Entonces reparó de nuevo en el Clio. Se había situado tras él, a cierta distancia.

Bajó bruscamente del Lexus y caminó decidido hasta el Clio.

—¡Yo no fui! —gritó, deteniéndose a unos metros—. Mi mujer… Lucía pagó a ese hombre del desguace… ¡Yo no sabía nada!

Medel bajó del coche.

—¿Cómo? ¿Qué dice?

No supo en ese momento si lo que mojaba el rostro de Salgado eran lágrimas o lluvia.

—Tiene que venir conmigo y firmar una declaración —dijo Medel, entendiendo por fin.

—Tiene que saberlo el comisario —dijo Salgado.

—Tranquilícese. Tiene que venir conmigo y firmar una declaración —invitó Medel, la mano tendida.
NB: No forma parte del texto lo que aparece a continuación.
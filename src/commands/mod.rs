//! CLI command implementations

mod list;
pub mod probe;

pub use list::{list_chips, list_programmers};
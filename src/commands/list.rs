//! List commands implementation

use norprobe_core::chip::{ChipId, IdentityTable};

use crate::programmers;

/// List all supported programmers
pub fn list_programmers() {
    print!("{}", programmers::programmer_help());
}

/// List all identifiable chips
pub fn list_chips(table: &IdentityTable, vendor_filter: Option<&str>) {
    if let Some(filter) = vendor_filter {
        if !table.vendors().iter().any(|v| vendor_matches(v.name, filter)) {
            println!("No known vendor matches '{}'", filter);
            return;
        }
    }

    println!("Identifiable flash chips:");
    println!();
    println!(
        "{:<12} {:<12} {:>8} {:>10} {:>6}",
        "Vendor", "Name", "Size", "JEDEC ID", "REMS"
    );
    println!("{}", "-".repeat(52));

    for chip in table.jedec_devices() {
        let vendor = table.vendor_name(chip.manufacturer).unwrap_or("?");

        // Apply vendor filter if specified
        if let Some(filter) = vendor_filter {
            if !vendor_matches(vendor, filter) {
                continue;
            }
        }

        let jedec_str = format!("{:02X} {:04X}", chip.manufacturer, chip.code);
        let rems_str = rems_code(table, chip)
            .map(|code| format!("{:02X}", code))
            .unwrap_or_else(|| "-".to_string());

        println!(
            "{:<12} {:<12} {:>8} {:>10} {:>6}",
            vendor,
            chip.name,
            format_size(chip.total_size),
            jedec_str,
            rems_str
        );
    }
}

/// REMS device byte of the same part, if the table has one
fn rems_code(table: &IdentityTable, chip: &ChipId) -> Option<u16> {
    table
        .rems_devices()
        .iter()
        .find(|r| r.manufacturer == chip.manufacturer && r.name == chip.name)
        .map(|r| r.code)
}

/// Case-insensitive substring match on the vendor name
fn vendor_matches(vendor: &str, filter: &str) -> bool {
    vendor.to_lowercase().contains(&filter.to_lowercase())
}

fn format_size(bytes: u32) -> String {
    if bytes >= 1024 * 1024 {
        format!("{} MiB", bytes / (1024 * 1024))
    } else if bytes >= 1024 {
        format!("{} KiB", bytes / 1024)
    } else {
        format!("{} B", bytes)
    }
}

#[cfg(test)]
mod tests {
    use super::*;

    #[test]
    fn test_format_size() {
        assert_eq!(format_size(4 * 1024 * 1024), "4 MiB");
        assert_eq!(format_size(4096), "4 KiB");
        assert_eq!(format_size(512), "512 B");
    }

    #[test]
    fn test_vendor_matches() {
        assert!(vendor_matches("Winbond", "winb"));
        assert!(vendor_matches("Winbond", "WINBOND"));
        assert!(!vendor_matches("Winbond", "macronix"));
    }

    #[test]
    fn test_rems_code() {
        let table = IdentityTable::builtin();
        let w25q32 = table.jedec_model(0x4016).unwrap();
        let w25q16 = table.jedec_model(0x4015).unwrap();
        assert_eq!(rems_code(table, w25q32), Some(0x15));
        assert_eq!(rems_code(table, w25q16), None);
    }
}
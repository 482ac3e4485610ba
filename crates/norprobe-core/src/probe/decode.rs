//! Pure decoding of identification answers
//!
//! Both decoders take raw bytes and an [`IdentityTable`] and return the
//! identity plus the diagnostic lines to show, without any bus access.

use alloc::format;
use alloc::string::String;
use alloc::vec;
use alloc::vec::Vec;

use super::DeviceIdentity;
use crate::chip::IdentityTable;
use crate::spi::opcodes::{REMS_DEVICE_OFFSET, REMS_FRAME_LEN, REMS_MANUFACTURER_OFFSET};

/// Manufacturer byte seen when nothing drives MISO low-impedance
const NO_CHIP_LOW: u8 = 0x00;
/// Manufacturer byte seen when MISO floats high
const NO_CHIP_HIGH: u8 = 0xFF;

/// Identity and diagnostic lines for one handshake
#[derive(Debug, Clone, PartialEq, Eq)]
pub struct Decoded {
    /// Decoded identity
    pub identity: DeviceIdentity,
    /// Lines to show, in order
    pub messages: Vec<String>,
}

/// Decode a REMS (0x90) answer frame
///
/// Returns `None` if the frame is not exactly [`REMS_FRAME_LEN`] bytes long;
/// such an answer produces no diagnostics at all.
pub fn decode_manufacturer_id(table: &IdentityTable, frame: &[u8]) -> Option<Decoded> {
    if frame.len() != REMS_FRAME_LEN {
        return None;
    }
    let manufacturer = frame[REMS_MANUFACTURER_OFFSET];
    let device = frame[REMS_DEVICE_OFFSET];

    let decoded = if let Some(vendor) = table.vendor_name(manufacturer) {
        let mut messages = vec![format!("Found {} device", vendor)];
        let identity = match table.rems_model(manufacturer, device) {
            Some(chip) => {
                messages.push(format!("Device ID: {}", chip.name));
                DeviceIdentity::Known {
                    vendor,
                    model: chip.name,
                }
            }
            None => {
                messages.push(format!("unknown device ID: {:02x}", device));
                DeviceIdentity::VendorKnownModelUnknown {
                    vendor,
                    model_code: device as u16,
                }
            }
        };
        Decoded { identity, messages }
    } else if manufacturer == NO_CHIP_LOW {
        Decoded {
            identity: DeviceIdentity::AbsentOrUnpowered,
            messages: vec![String::from("chip not connected")],
        }
    } else {
        Decoded {
            identity: DeviceIdentity::Unrecognized {
                vendor_code: manufacturer,
            },
            messages: vec![format!("unknown manufacturer ID: {:02x}", manufacturer)],
        }
    };

    Some(decoded)
}

/// Combine the memory type and capacity bytes of a JEDEC ID
pub fn capacity_code(memory_type: u8, capacity: u8) -> u16 {
    ((memory_type as u16) << 8) | capacity as u16
}

/// Decode a JEDEC ID (`[manufacturer, memory_type, capacity]`)
///
/// The three raw bytes are always reported. The vendor line depends on the
/// manufacturer byte only, the model line on the capacity code only; the
/// identity is [`DeviceIdentity::Known`] when both resolve.
pub fn decode_jedec_id(table: &IdentityTable, id: [u8; 3]) -> Decoded {
    let [manufacturer, memory_type, capacity] = id;
    let code = capacity_code(memory_type, capacity);

    let mut messages = vec![
        format!("JEDEC MF ID: {:02x}", manufacturer),
        format!("JEDEC Memory Type: {:02x}", memory_type),
        format!("JEDEC Capacity ID: {:02x}", capacity),
    ];

    let vendor = table.vendor_name(manufacturer);
    if let Some(vendor) = vendor {
        messages.push(format!("{} device found", vendor));
    }

    let chip = table.jedec_model(code);
    match chip {
        Some(chip) => messages.push(format!("Device: {}", chip.name)),
        None => messages.push(String::from("unknown device")),
    }

    let identity = match (vendor, chip) {
        (Some(vendor), Some(chip)) => DeviceIdentity::Known {
            vendor,
            model: chip.name,
        },
        (Some(vendor), None) => DeviceIdentity::VendorKnownModelUnknown {
            vendor,
            model_code: code,
        },
        (None, _) if manufacturer == NO_CHIP_LOW || manufacturer == NO_CHIP_HIGH => {
            DeviceIdentity::AbsentOrUnpowered
        }
        (None, _) => DeviceIdentity::Unrecognized {
            vendor_code: manufacturer,
        },
    };

    Decoded { identity, messages }
}
//! SPI flash identification opcodes and frame layouts
//!
//! Only the two identification commands are defined here. Both are answered
//! by practically every 25-series NOR flash.

// ============================================================================
// Identification
// ============================================================================

/// Read Electronic Manufacturer & Device ID (legacy)
///
/// Followed by a 24-bit address of zero. The chip then shifts out the
/// manufacturer byte and the device byte.
pub const REMS: u8 = 0x90;
/// Read JEDEC ID (manufacturer, memory type, capacity)
pub const RDID: u8 = 0x9F;

// ============================================================================
// Frame layouts
// ============================================================================

/// Length of a REMS full-duplex frame: opcode, 3 address bytes, 2 ID bytes
pub const REMS_FRAME_LEN: usize = 6;
/// Offset of the manufacturer byte in a REMS frame
pub const REMS_MANUFACTURER_OFFSET: usize = 4;
/// Offset of the device byte in a REMS frame
pub const REMS_DEVICE_OFFSET: usize = 5;
/// Number of bytes returned after RDID
pub const RDID_RESPONSE_LEN: usize = 3;

/// Build the REMS request frame (opcode, zero address, dummy bytes)
pub const fn rems_frame() -> [u8; REMS_FRAME_LEN] {
    [REMS, 0x00, 0x00, 0x00, 0x00, 0x00]
}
Salgado lo miró durante un segundo eterno, súbitamente rígido, como si de pronto hubiera reparado en algo olvidado. Se dio la vuelta y corrió hasta su coche. Aceleró hasta perderse por las calles de Mojácar mientras Medel llamaba urgentemente por teléfono.
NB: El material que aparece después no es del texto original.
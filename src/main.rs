//! norprobe - SPI NOR flash identification
//!
//! Identifies the 25-series flash chip behind a programmer by running the
//! REMS (0x90) and JEDEC RDID (0x9F) handshakes and printing what was found.
//!
//! # Architecture
//!
//! Programmer backends implement the raw `SpiBus` transport from
//! `norprobe-core`. The CLI opens one by name, wraps it in a `BusSession` and
//! hands it to the `DeviceProber`, which never fails: transport problems are
//! logged and show up as a missing identity in the report.

mod cli;
mod commands;
mod programmers;

use clap::Parser;
use cli::{Cli, Commands};
use norprobe_core::chip::IdentityTable;

fn main() -> Result<(), Box<dyn std::error::Error>> {
    // Initialize logger
    env_logger::Builder::from_env(env_logger::Env::default().default_filter_or("info")).init();

    let cli = Cli::parse();

    // Set log level based on verbosity
    match cli.verbose {
        0 => {} // default (info)
        1 => log::set_max_level(log::LevelFilter::Debug),
        _ => log::set_max_level(log::LevelFilter::Trace),
    }

    match cli.command {
        Commands::Probe {
            programmer,
            timeouts,
            json,
        } => {
            let bus = programmers::open_bus(&programmer)?;
            let config = commands::probe::probe_config(timeouts);
            commands::probe::run_probe(bus, config, json)
        }
        Commands::ListProgrammers => {
            commands::list_programmers();
            Ok(())
        }
        Commands::ListChips { vendor } => {
            commands::list_chips(IdentityTable::builtin(), vendor.as_deref());
            Ok(())
        }
    }
}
Me lo explica aceleradamente. Le pido más detalles y lo repite.

—¿Te ha firmado una declaración? —le pregunto dos veces.

—No —repite Medel—. Pero…

—¿No ha querido?

—No. Entonces se ha dado la vuelta y se ha marchado corriendo.

—Entonces no nos sirve de nada —lamento, aunque me irrita su insistencia.

Nunca perderá esa tenacidad que da cierta clase de inocencia. Un poli dice que una noche el sospechoso de asesinato confiesa que los verdaderos culpables son… Se reirían de mí desde el fiscal hasta los abogados de los acusados si me presentara con eso ante un juez. Aunque cosas peores se han visto…, bastando el testimonio de un policía y ninguna otra prueba que lo corrobore para condenar a muchos. Pero no es el caso de Enrique Salgado. Ni de Lucía Ugarte. Ellos pueden pagarse una bonita presunción de inocencia. Y pagársela al paria del desguace.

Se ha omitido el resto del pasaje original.